Changing the width or height causes a recompilation, and a new feature about this is working in process.

lazy-nurd · 2023-01-21T08:49:47Z

Hey that is great.
Can we get a bit of information about the new feature and what optimizations will it bring towards especially stable diffusion ?

diagonalge · 2023-01-21T08:53:50Z

Looking forward! The time on same dimensions is unreal. Waiting for the same on different dimensions.

…

On Sat, 21 Jan 2023 at 1:49 PM, lazy-nurd ***@***.***> wrote: Hey that is great. Can we get a bit of information about the new feature and what optimizations will it bring towards especially stable diffusion ? — Reply to this email directly, view it on GitHub <https://github.com/Oneflow-Inc/diffusers/issues/98>, or unsubscribe <https://github.com/notifications/unsubscribe-auth/ALEG6MWSQSGKTM7EH2RCBQLWTOPLLANCNFSM6AAAAAAUAAW7EA> . You are receiving this because you authored the thread.Message ID: ***@***.***>

diagonalge · 2023-02-04T13:44:55Z

@shangguanshiyuan Hi, is this issue fixed in the new update? if so, how to do that?

shangguanshiyuan · 2023-02-04T14:09:34Z

Thanks for your attention. This feature has not been released during the testing phase, which will significantly reduce compilation time for multi-shape.

diagonalge · 2023-02-04T14:11:34Z

@shangguanshiyuan Great, thanks! any approximation on when it will be released to public?

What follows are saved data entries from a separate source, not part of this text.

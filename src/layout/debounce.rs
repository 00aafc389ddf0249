//! Resize debouncer.
//!
//! Coalesces a burst of resize events into a single relayout once the
//! burst has been quiet for the configured interval. Pure timing, no event
//! loop: callers pass `now` and decide how to wait.

use std::time::Duration;

use web_time::Instant;

#[derive(Debug, Clone)]
pub struct Debouncer {
    quiet: Duration,
    last_event: Option<Instant>,
}

impl Debouncer {
    pub fn new(quiet: Duration) -> Self {
        Self {
            quiet,
            last_event: None,
        }
    }

    /// Record an event. Returns true when it opened a new burst.
    pub fn notify(&mut self, now: Instant) -> bool {
        self.last_event.replace(now).is_none()
    }

    #[inline]
    pub fn is_pending(&self) -> bool {
        self.last_event.is_some()
    }

    pub fn is_ready(&self, now: Instant) -> bool {
        self.last_event
            .is_some_and(|last| now.saturating_duration_since(last) >= self.quiet)
    }

    /// Close the burst if it has been quiet long enough.
    pub fn take_if_ready(&mut self, now: Instant) -> bool {
        if self.is_ready(now) {
            self.last_event = None;
            true
        } else {
            false
        }
    }

    /// Time left until the current burst can fire.
    pub fn sleep_duration(&self, now: Instant) -> Option<Duration> {
        let last = self.last_event?;
        Some(
            self.quiet
                .saturating_sub(now.saturating_duration_since(last))
                .max(Duration::from_millis(1)),
        )
    }
}

#[cfg(test)]
mod tests {
    use super::*;

    const QUIET: Duration = Duration::from_millis(150);

    #[test]
    fn test_burst_fires_once_after_quiet() {
        let start = Instant::now();
        let mut debouncer = Debouncer::new(QUIET);

        assert!(debouncer.notify(start));
        assert!(!debouncer.notify(start + Duration::from_millis(50)));
        assert!(!debouncer.notify(start + Duration::from_millis(100)));

        assert!(!debouncer.take_if_ready(start + Duration::from_millis(200)));
        assert!(debouncer.take_if_ready(start + Duration::from_millis(250)));
        assert!(!debouncer.is_pending());
        assert!(!debouncer.take_if_ready(start + Duration::from_millis(900)));
    }

    #[test]
    fn test_sleep_duration() {
        let start = Instant::now();
        let mut debouncer = Debouncer::new(QUIET);
        assert_eq!(debouncer.sleep_duration(start), None);

        debouncer.notify(start);
        assert_eq!(
            debouncer.sleep_duration(start + Duration::from_millis(100)),
            Some(Duration::from_millis(50))
        );
        assert_eq!(
            debouncer.sleep_duration(start + Duration::from_millis(400)),
            Some(Duration::from_millis(1))
        );
    }
}
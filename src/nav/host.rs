//! The seam between the engine and a live document.
//!
//! The loader decides what happens and in which order; a host only fetches,
//! measures and writes what it is told. Hosts run on a single thread, so
//! methods take `&self` and futures are not `Send`.

use std::time::Duration;

use thiserror::Error;

use super::history::{HistoryMode, NavigationState};
use super::selection::RegionKind;
use crate::core::CanonicalPath;
use crate::fragment::HeaderText;
use crate::layout::{LabelLayout, LabelMetrics, SidenoteMeasurements, SidenotePlacement};
use crate::utils::html::escape;

/// Why a fragment could not be fetched.
#[derive(Debug, Clone, Error, PartialEq, Eq)]
pub enum FetchError {
    #[error("HTTP {0}")]
    Status(u16),

    #[error("{0}")]
    Transport(String),
}

#[derive(Debug, Clone, Copy, PartialEq, Eq)]
pub enum Fade {
    Out,
    In,
}

/// Fixed content shown when a navigation cannot render a page.
#[derive(Debug, Clone, PartialEq, Eq)]
pub enum Placeholder {
    NotFound,
    Failed(String),
}

impl Placeholder {
    pub fn to_html(&self) -> String {
        match self {
            Self::NotFound => concat!(
                r#"<div class="page-placeholder page-placeholder--not-found">"#,
                "<h1>Not found</h1>",
                "<p>There is no page at this address.</p>",
                "</div>"
            )
            .to_string(),
            Self::Failed(message) => format!(
                r#"<div class="page-placeholder page-placeholder--error"><h1>Something went wrong</h1><p>This page could not be loaded: {}</p></div>"#,
                escape(message)
            ),
        }
    }
}

#[allow(async_fn_in_trait)]
pub trait Host {
    /// Fetch a fragment by its location relative to the site root.
    async fn fetch(&self, location: &str) -> Result<String, FetchError>;

    async fn sleep(&self, duration: Duration);

    /// Ids the shell around the content container already uses. Generated
    /// ids must not collide with them.
    fn shell_ids(&self) -> Vec<String> {
        Vec::new()
    }

    fn fade(&self, fade: Fade);

    /// Replace the content container's markup.
    fn mount(&self, html: &str);

    fn show_placeholder(&self, placeholder: &Placeholder) {
        self.mount(&placeholder.to_html());
    }

    fn set_document_title(&self, title: &str);

    fn set_header(&self, header: &HeaderText);

    /// Metrics for every region carrying responsive labels.
    fn measure_header(&self) -> Vec<LabelMetrics>;

    /// One layout per region, in the order `measure_header` returned them.
    fn apply_header_layout(&self, layouts: &[LabelLayout]);

    fn measure_sidenotes(&self) -> SidenoteMeasurements;

    fn place_sidenotes(&self, placements: &[SidenotePlacement]);

    fn mark_active_nav(&self, path: &CanonicalPath);

    fn record_history(&self, state: &NavigationState, mode: HistoryMode);

    /// Scroll to the element with id `hash`, or to the top.
    fn scroll_to(&self, hash: Option<&str>);

    /// `None` releases the lock.
    fn set_selection_lock(&self, region: Option<RegionKind>);
}
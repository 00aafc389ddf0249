//! Pluralization for report lines.

/// `""` for exactly one, `"s"` otherwise.
#[inline]
pub fn plural_s(n: usize) -> &'static str {
    if n == 1 { "" } else { "s" }
}

/// `"1 fragment"`, `"3 fragments"`.
#[inline]
pub fn plural_count(count: usize, noun: &str) -> String {
    format!("{count} {noun}{}", plural_s(count))
}

#[cfg(test)]
mod tests {
    use super::*;

    #[test]
    fn test_plural_count() {
        assert_eq!(plural_count(0, "fragment"), "0 fragments");
        assert_eq!(plural_count(1, "fragment"), "1 fragment");
        assert_eq!(plural_count(12, "heading"), "12 headings");
    }
}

strint · 2023-02-05T02:07:00Z

a change in width and height causes the model to slow down for the first inference on the new dimensions.
it can generate the result in 1 second. If I change the width and height, it will generate the next result in ~10 seconds.

We trace a static computation graph and optimize it to reduce the inference time. The static computation graph is also assuming static inputs shape to enable memory allocation ahead of time. So when finding an input with a new shape, it will trigger a graph compilation, which tasks a round 7 seconds.

We provide an offline compile mode to avoid online compilation costs when we already know all kinds of inputs shape. We can compile graphs for these shapes offline, and then load the compiled results online. Loading a graph only takes less than 1 second.

We also provide a shared graph feature to save more memory and compile time.

Here this the test for offline compile / shared graph: https://github.com/Oneflow-Inc/diffusers/blob/oneflow-fork/tests/test_pipelines_oneflow_graph_load.py

You need to update oneflow diffusers and oneflow to the most recent version.

oneflow, https://github.com/Oneflow-Inc/oneflow

python3 -m pip install --pre oneflow -f https://staging.oneflow.info/branch/master/[PLATFORM]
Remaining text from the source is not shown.